Each year, the Academy of Motion Picture Arts and Sciences releases a shortlist of foreign language films that are eligible for an Academy Award. For more on how the process works, click here. In anticipation of that event, we will look at 2013’s nine shortlisted films. Go here for previous installments. This week is Germany’s official selection, Two Lives.
Two Lives is a tense spy thriller that occurs just after the fall of the Berlin Wall in 1989. The film tells the story of Katrine, a middle-aged woman who appears to be the victim of Germany’s painful past, but–when her true self is revealed– is guilty of terrible crimes in her own right.
When Two Lives begins, Katrine (Juliane Kohler) appears to be a Norwegian resident with a painful past. As she tells it, she was born during the Nazi occupation of Germany: Her father was a German officer who was in love with a Norwegian woman (Liv Ullmann). Katrine was forcibly taken away from her mother and raised in an orphanage in Germany. In 1969, she escaped from communist East Germany and returned to Norway where she and her mother were reunited.
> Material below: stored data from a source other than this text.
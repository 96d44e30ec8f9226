//! # Root State
//!
//! Combines the four slices into one store state and fans each action out
//! to the slice that owns it.
//!
//! ```text
//! ┌─────────────────────────────────────────────────────────────────────────┐
//! │  RootAction::Cart(a)      ──► cart_b2b_reducer(cart, a, clock)          │
//! │  RootAction::Company(a)   ──► company_reducer(company, a)               │
//! │  RootAction::Quotes(a)    ──► quotes_reducer(quotes, a)                 │
//! │  RootAction::Approvals(a) ──► approvals_reducer(approvals, a)           │
//! │                                                                         │
//! │  Untouched slices keep their Arc. If the target slice also comes back   │
//! │  unchanged, the root Arc itself is returned.                            │
//! └─────────────────────────────────────────────────────────────────────────┘
//! ```

use std::sync::Arc;

use serde::{Deserialize, Serialize};

use crate::approvals::{approvals_reducer, initial_approvals_state, ApprovalsAction, ApprovalsState};
use crate::cart::{cart_b2b_reducer, initial_cart_b2b_state, CartB2BAction, CartB2BState};
use crate::clock::Clock;
use crate::company::{company_reducer, initial_company_state, CompanyAction, CompanyState};
use crate::quotes::{initial_quotes_state, quotes_reducer, QuotesAction, QuotesState};

#[derive(Debug, Clone, PartialEq, Eq, Serialize, Deserialize)]
#[serde(rename_all = "camelCase")]
pub struct RootState {
    pub cart: Arc<CartB2BState>,
    pub company: Arc<CompanyState>,
    pub quotes: Arc<QuotesState>,
    pub approvals: Arc<ApprovalsState>,
}

impl Default for RootState {
    fn default() -> Self {
        RootState {
            cart: Arc::new(initial_cart_b2b_state()),
            company: Arc::new(initial_company_state()),
            quotes: Arc::new(initial_quotes_state()),
            approvals: Arc::new(initial_approvals_state()),
        }
    }
}

/// Any action the store accepts.
///
/// Untagged on the wire: each slice action already carries a unique
/// `type`, so a storefront action object deserializes directly.
#[derive(Debug, Clone, PartialEq, Eq, Serialize, Deserialize)]
#[serde(untagged)]
pub enum RootAction {
    Cart(CartB2BAction),
    Company(CompanyAction),
    Quotes(QuotesAction),
    Approvals(ApprovalsAction),
}

impl RootAction {
    /// Whether any slice accepts an action with this `type`.
    pub fn is_known_type(action_type: &str) -> bool {
        [
            CartB2BAction::TYPES,
            CompanyAction::TYPES,
            QuotesAction::TYPES,
            ApprovalsAction::TYPES,
        ]
        .iter()
        .any(|types| types.contains(&action_type))
    }

    /// Decodes a storefront action object through the slice its `type`
    /// prefix names, so a payload error reports that slice's field.
    pub fn from_json_value(value: serde_json::Value) -> serde_json::Result<RootAction> {
        let prefix = value
            .get("type")
            .and_then(|t| t.as_str())
            .and_then(|t| t.split_once('/'))
            .map(|(prefix, _)| prefix.to_string());

        match prefix.as_deref() {
            Some("cartB2B") => serde_json::from_value::<CartB2BAction>(value).map(RootAction::from),
            Some("company") => serde_json::from_value::<CompanyAction>(value).map(RootAction::from),
            Some("quotes") => serde_json::from_value::<QuotesAction>(value).map(RootAction::from),
            Some("approvals") => serde_json::from_value::<ApprovalsAction>(value).map(RootAction::from),
            _ => serde_json::from_value(value),
        }
    }

    pub fn name(&self) -> &'static str {
        match self {
            RootAction::Cart(action) => action.name(),
            RootAction::Company(action) => action.name(),
            RootAction::Quotes(action) => action.name(),
            RootAction::Approvals(action) => action.name(),
        }
    }
}

impl From<CartB2BAction> for RootAction {
    fn from(action: CartB2BAction) -> Self {
        RootAction::Cart(action)
    }
}

impl From<CompanyAction> for RootAction {
    fn from(action: CompanyAction) -> Self {
        RootAction::Company(action)
    }
}

impl From<QuotesAction> for RootAction {
    fn from(action: QuotesAction) -> Self {
        RootAction::Quotes(action)
    }
}

impl From<ApprovalsAction> for RootAction {
    fn from(action: ApprovalsAction) -> Self {
        RootAction::Approvals(action)
    }
}

pub fn root_reducer(state: &Arc<RootState>, action: &RootAction, clock: &dyn Clock) -> Arc<RootState> {
    match action {
        RootAction::Cart(action) => {
            let cart = cart_b2b_reducer(&state.cart, action, clock);
            if Arc::ptr_eq(&cart, &state.cart) {
                return Arc::clone(state);
            }
            Arc::new(RootState { cart, ..(**state).clone() })
        }
        RootAction::Company(action) => {
            let company = company_reducer(&state.company, action);
            if Arc::ptr_eq(&company, &state.company) {
                return Arc::clone(state);
            }
            Arc::new(RootState { company, ..(**state).clone() })
        }
        RootAction::Quotes(action) => {
            let quotes = quotes_reducer(&state.quotes, action);
            if Arc::ptr_eq(&quotes, &state.quotes) {
                return Arc::clone(state);
            }
            Arc::new(RootState { quotes, ..(**state).clone() })
        }
        RootAction::Approvals(action) => {
            let approvals = approvals_reducer(&state.approvals, action);
            if Arc::ptr_eq(&approvals, &state.approvals) {
                return Arc::clone(state);
            }
            Arc::new(RootState { approvals, ..(**state).clone() })
        }
    }
}

#[cfg(test)]
mod tests {
    use super::*;
    use crate::clock::FixedClock;
    use crate::money::Money;
    use crate::types::B2BCartItem;
    use chrono::{TimeZone, Utc};
    use serde_json::json;

    fn clock() -> FixedClock {
        FixedClock(Utc.with_ymd_and_hms(2024, 5, 14, 10, 0, 0).unwrap())
    }

    #[test]
    fn test_untouched_slices_keep_identity() {
        let state = Arc::new(RootState::default());
        let item = B2BCartItem::new("P1", "SKU-P1", "Widget", Money::from_cents(100), 2, 1, 10);

        let next = root_reducer(&state, &CartB2BAction::AddItem(item).into(), &clock());

        assert!(!Arc::ptr_eq(&state.cart, &next.cart));
        assert!(Arc::ptr_eq(&state.company, &next.company));
        assert!(Arc::ptr_eq(&state.quotes, &next.quotes));
        assert!(Arc::ptr_eq(&state.approvals, &next.approvals));
    }

    #[test]
    fn test_noop_returns_same_root() {
        let state = Arc::new(RootState::default());
        let next = root_reducer(
            &state,
            &RootAction::Cart(CartB2BAction::UpdateQuantity {
                product_id: "missing".to_string(),
                quantity: 3,
            }),
            &clock(),
        );
        assert!(Arc::ptr_eq(&state, &next));

        let next = root_reducer(&state, &QuotesAction::ClearError.into(), &clock());
        assert!(Arc::ptr_eq(&state, &next));
    }

    #[test]
    fn test_storefront_json_routes_to_slice() {
        let action: RootAction = serde_json::from_value(json!({
            "type": "approvals/setPage",
            "payload": 2
        }))
        .unwrap();
        assert_eq!(action, RootAction::Approvals(ApprovalsAction::SetPage(2)));
        assert_eq!(action.name(), "approvals/setPage");

        let action: RootAction = serde_json::from_value(json!({ "type": "cartB2B/resetCart" })).unwrap();
        assert_eq!(action, RootAction::Cart(CartB2BAction::ResetCart));
    }

    #[test]
    fn test_payload_error_names_the_field() {
        let err = RootAction::from_json_value(json!({
            "type": "approvals/setPage",
            "payload": "two"
        }))
        .unwrap_err();
        assert!(err.to_string().contains("invalid type"));

        let action = RootAction::from_json_value(json!({ "type": "company/reset" })).unwrap();
        assert_eq!(action, RootAction::Company(CompanyAction::Reset));
    }

    #[test]
    fn test_known_types() {
        assert!(RootAction::is_known_type("cartB2B/addItem"));
        assert!(RootAction::is_known_type("company/updateSpendingLimits"));
        assert!(RootAction::is_known_type("quotes/quoteCreated"));
        assert!(RootAction::is_known_type("approvals/decisionSuccess"));
        assert!(!RootAction::is_known_type("cartB2B/applyCoupon"));
        assert!(!RootAction::is_known_type("wishlist/addItem"));

        let action = RootAction::from(QuotesAction::SetPage(2));
        assert!(RootAction::is_known_type(action.name()));
    }
}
More than 20 years later, it appears that Katrine has built a new life. She is happily married to a dashing submarine captain (Sven Nordin) and has a beautiful daughter (Julia Bache-Wiig) and granddaughter. Katrine is devoted to her mother, who frequently visits Katrine and her family in their cozy lakeside home.
However, things aren’t exactly as they seem. A human rights lawyer (Ken Duken) who is assigned to Katrine’s case begins digging and he comes to believe that Katrine is a double agent for the Stasi, the notorious East German secret police. Katrine’s domestic bliss begins to unravel as she is caught in a web of lies and intrigue.
Two Lives is based on historical events. Many children of German officers and Norwegian mothers were forcibly taken to Germany by the Nazis so they could be raised as “pure Aryans.” Some were adopted by German families while others were raised in orphanages. Many of these children were recruited by the Stasi to spy in Western countries. The film’s epilogue states that some of these Stasi agents may be living in Norway, still undercover after all these years.
Director Georg Maas directs Two Lives as part Cold War thriller, part domestic melodrama. I’ll admit I’m a sucker for a spy movie and this film’s many twists and turns kept me on the edge of my seat until the final scene. Two Lives is also well-acted, especially by Kohler, who never hits a false note in a demanding role that requires her to be both a sympathetic victim and a cold-hearted monster. The legendary Ullmann gives a masterfully understated performance as Katrine’ s mother, a simple, gentle woman whose life has been torn apart by Europe’s tumultuous history. The bewilderment and sadness on Ullmann’ s face when she realizes that her beloved child may not be who she seems to be is truly heartbreaking. I’m not usually a big movie cryer, but Ullmann’s final scene made me shed a few tears.
Two Lives is a good film, but it does have its flaws. The plot becomes increasingly implausible as the movie progresses. It’s difficult for me to believe that someone could live a double life for more than 20 years in a small village without anyone noticing, especially when at one point Stasi agents are running around the village in broad daylight with their guns drawn.
Grade: B minus. Two Lives has its flaws, but overall it’s an absorbing thriller about little known historical events.
Two Lives is available on Netflix Instant.